Task statement
Look through the records below, and whenever a line contains "Some", copy it.

Input material
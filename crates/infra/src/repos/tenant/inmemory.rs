use super::ITenantRepo;
use crate::repos::shared::inmemory_repo::*;
use certwatch_domain::{Tenant, ID};

pub struct InMemoryTenantRepo {
    tenants: std::sync::Mutex<Vec<Tenant>>,
}

impl InMemoryTenantRepo {
    pub fn new() -> Self {
        Self {
            tenants: std::sync::Mutex::new(Vec::new()),
        }
    }
}

#[async_trait::async_trait]
impl ITenantRepo for InMemoryTenantRepo {
    async fn insert(&self, tenant: &Tenant) -> anyhow::Result<()> {
        insert(tenant, &self.tenants);
        Ok(())
    }

    async fn find(&self, tenant_id: &ID) -> Option<Tenant> {
        find(tenant_id, &self.tenants)
    }

    async fn find_many(&self, tenant_ids: &[ID]) -> anyhow::Result<Vec<Tenant>> {
        Ok(find_by(&self.tenants, |t| tenant_ids.contains(&t.id)))
    }
}
use certwatch_domain::{Entity, ID};
use std::sync::{Mutex, MutexGuard};

/// Useful functions for creating inmemory repositories

fn lock<T>(collection: &Mutex<Vec<T>>) -> MutexGuard<'_, Vec<T>> {
    collection.lock().unwrap_or_else(|poisoned| poisoned.into_inner())
}

pub fn insert<T: Clone>(val: &T, collection: &Mutex<Vec<T>>) {
    lock(collection).push(val.clone());
}

pub fn find<T: Clone + Entity<ID>>(val_id: &ID, collection: &Mutex<Vec<T>>) -> Option<T> {
    lock(collection)
        .iter()
        .find(|item| item.id() == *val_id)
        .cloned()
}

pub fn find_by<T: Clone, F: FnMut(&T) -> bool>(collection: &Mutex<Vec<T>>, mut compare: F) -> Vec<T> {
    lock(collection)
        .iter()
        .filter(|item| compare(item))
        .cloned()
        .collect()
}

/// Applies `update` to the item with the given id while holding the lock,
/// returning the updated item if `update` accepted it.
pub fn find_and_update<T: Clone + Entity<ID>, U: FnOnce(&mut T) -> bool>(
    val_id: &ID,
    collection: &Mutex<Vec<T>>,
    update: U,
) -> Option<T> {
    let mut collection = lock(collection);
    let item = collection.iter_mut().find(|item| item.id() == *val_id)?;
    if update(item) {
        Some(item.clone())
    } else {
        None
    }
}
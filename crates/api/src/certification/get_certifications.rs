use crate::{
    error::CertwatchError,
    shared::{
        auth::{protect_admin_route, Caller, Permission},
        usecase::{execute_with_policy, PermissionBoundary, UseCase},
    },
};
use actix_web::{web, HttpRequest, HttpResponse};
use certwatch_api_structs::dtos::CertificationDTO;
use certwatch_api_structs::get_certifications::{APIResponse, QueryParams};
use certwatch_domain::{Certification, CertificationState, Classification, ID};
use certwatch_infra::{CertificationFilter, CertwatchContext};
use tracing::error;

pub async fn get_certifications_controller(
    http_req: HttpRequest,
    query: web::Query<QueryParams>,
    ctx: web::Data<CertwatchContext>,
) -> Result<HttpResponse, CertwatchError> {
    let claims = protect_admin_route(&http_req, &ctx)?;
    let query = query.0;
    // Platform admins pick the tenant to list, everybody else lists their own
    let tenant_id = match claims.tenant_id.clone() {
        Some(tenant_id) => tenant_id,
        None => query.tenant_id.ok_or_else(|| {
            CertwatchError::BadClientData(
                "Platform admins must provide the tenantId to list".into(),
            )
        })?,
    };
    let caller = Caller::Admin(claims);

    let usecase = GetCertificationsUseCase {
        tenant_id,
        status: query.status,
        category: query.category,
    };

    let policy = ctx.config.expiry_policy;
    execute_with_policy(usecase, &caller.policy(), &ctx)
        .await
        .map(|certifications| {
            HttpResponse::Ok().json(APIResponse {
                certifications: certifications
                    .into_iter()
                    .map(|(c, classification)| CertificationDTO::new(c, &classification, &policy))
                    .collect(),
            })
        })
        .map_err(CertwatchError::from)
}

/// Lists the certifications of one tenant with their current state
#[derive(Debug)]
pub struct GetCertificationsUseCase {
    pub tenant_id: ID,
    pub status: Option<CertificationState>,
    pub category: Option<String>,
}

#[derive(Debug, PartialEq)]
pub enum UseCaseError {
    StorageError,
}

impl From<UseCaseError> for CertwatchError {
    fn from(e: UseCaseError) -> Self {
        match e {
            UseCaseError::StorageError => Self::InternalError,
        }
    }
}

#[async_trait::async_trait(?Send)]
impl UseCase for GetCertificationsUseCase {
    type Response = Vec<(Certification, Classification)>;

    type Error = UseCaseError;

    const NAME: &'static str = "GetCertifications";

    async fn execute(&mut self, ctx: &CertwatchContext) -> Result<Self::Response, Self::Error> {
        let now = ctx.sys.get_datetime();
        let policy = ctx.config.expiry_policy;
        let mut filter = CertificationFilter::new(self.tenant_id.clone(), now, policy);
        filter.status = self.status;
        filter.category = self.category.clone();

        let certifications = ctx
            .repos
            .achievements
            .find_by_filter(&filter)
            .await
            .map_err(|e| {
                error!("Unable to list certifications: {:?}", e);
                UseCaseError::StorageError
            })?;

        Ok(certifications
            .into_iter()
            .map(|c| {
                let classification = c.classify(now, &policy);
                (c, classification)
            })
            .collect())
    }
}

impl PermissionBoundary for GetCertificationsUseCase {
    fn permissions(&self) -> Vec<Permission> {
        vec![Permission::ViewCertifications]
    }
}
mod inmemory;
mod postgres;

pub use inmemory::InMemoryCustomerRepo;
pub use postgres::PostgresCustomerRepo;

use certwatch_domain::{Customer, ID};

#[async_trait::async_trait]
pub trait ICustomerRepo: Send + Sync {
    async fn insert(&self, customer: &Customer) -> anyhow::Result<()>;
    async fn find(&self, customer_id: &ID) -> Option<Customer>;
    async fn find_many(&self, customer_ids: &[ID]) -> anyhow::Result<Vec<Customer>>;
}
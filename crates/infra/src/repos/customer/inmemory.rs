use super::ICustomerRepo;
use crate::repos::shared::inmemory_repo::*;
use certwatch_domain::{Customer, ID};

pub struct InMemoryCustomerRepo {
    customers: std::sync::Mutex<Vec<Customer>>,
}

impl InMemoryCustomerRepo {
    pub fn new() -> Self {
        Self {
            customers: std::sync::Mutex::new(Vec::new()),
        }
    }
}

#[async_trait::async_trait]
impl ICustomerRepo for InMemoryCustomerRepo {
    async fn insert(&self, customer: &Customer) -> anyhow::Result<()> {
        insert(customer, &self.customers);
        Ok(())
    }

    async fn find(&self, customer_id: &ID) -> Option<Customer> {
        find(customer_id, &self.customers)
    }

    async fn find_many(&self, customer_ids: &[ID]) -> anyhow::Result<Vec<Customer>> {
        Ok(find_by(&self.customers, |c| customer_ids.contains(&c.id)))
    }
}
use crate::{
    certification::send_bulk_reminders::SendBulkRemindersUseCase, shared::usecase::execute,
};
use actix_web::rt::time::{interval, sleep_until, Instant};
use certwatch_infra::CertwatchContext;
use std::time::Duration;
use tracing::{info, warn};

/// Seconds until the next multiple of `interval_secs` since the epoch
pub fn get_start_delay(now_ts: i64, interval_secs: u64) -> u64 {
    let now_secs = (now_ts / 1000).max(0) as u64;
    interval_secs - now_secs % interval_secs
}

/// Sweeps all tenants for due reminders on the configured interval.
/// Does nothing when no interval is configured.
pub fn start_reminder_sweep_job(ctx: CertwatchContext) {
    let interval_secs = match ctx.config.reminder_sweep_interval_secs {
        Some(0) => {
            warn!("REMINDER_SWEEP_INTERVAL_SECS must be positive, the reminder sweep job is disabled");
            return;
        }
        Some(secs) => secs,
        None => return,
    };
    info!("Sweeping due reminders every {} seconds", interval_secs);

    actix_web::rt::spawn(async move {
        let now = ctx.sys.get_timestamp_millis();
        let secs_to_next_run = get_start_delay(now, interval_secs);
        sleep_until(Instant::now() + Duration::from_secs(secs_to_next_run)).await;

        let mut sweep_interval = interval(Duration::from_secs(interval_secs));
        loop {
            sweep_interval.tick().await;
            let usecase = SendBulkRemindersUseCase { tenant_id: None };
            let _ = execute(usecase, &ctx).await;
        }
    });
}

Solution to this exercise
        Some(item.clone())
        Some(tenant_id) => tenant_id,
        Some(0) => {
        Some(secs) => secs,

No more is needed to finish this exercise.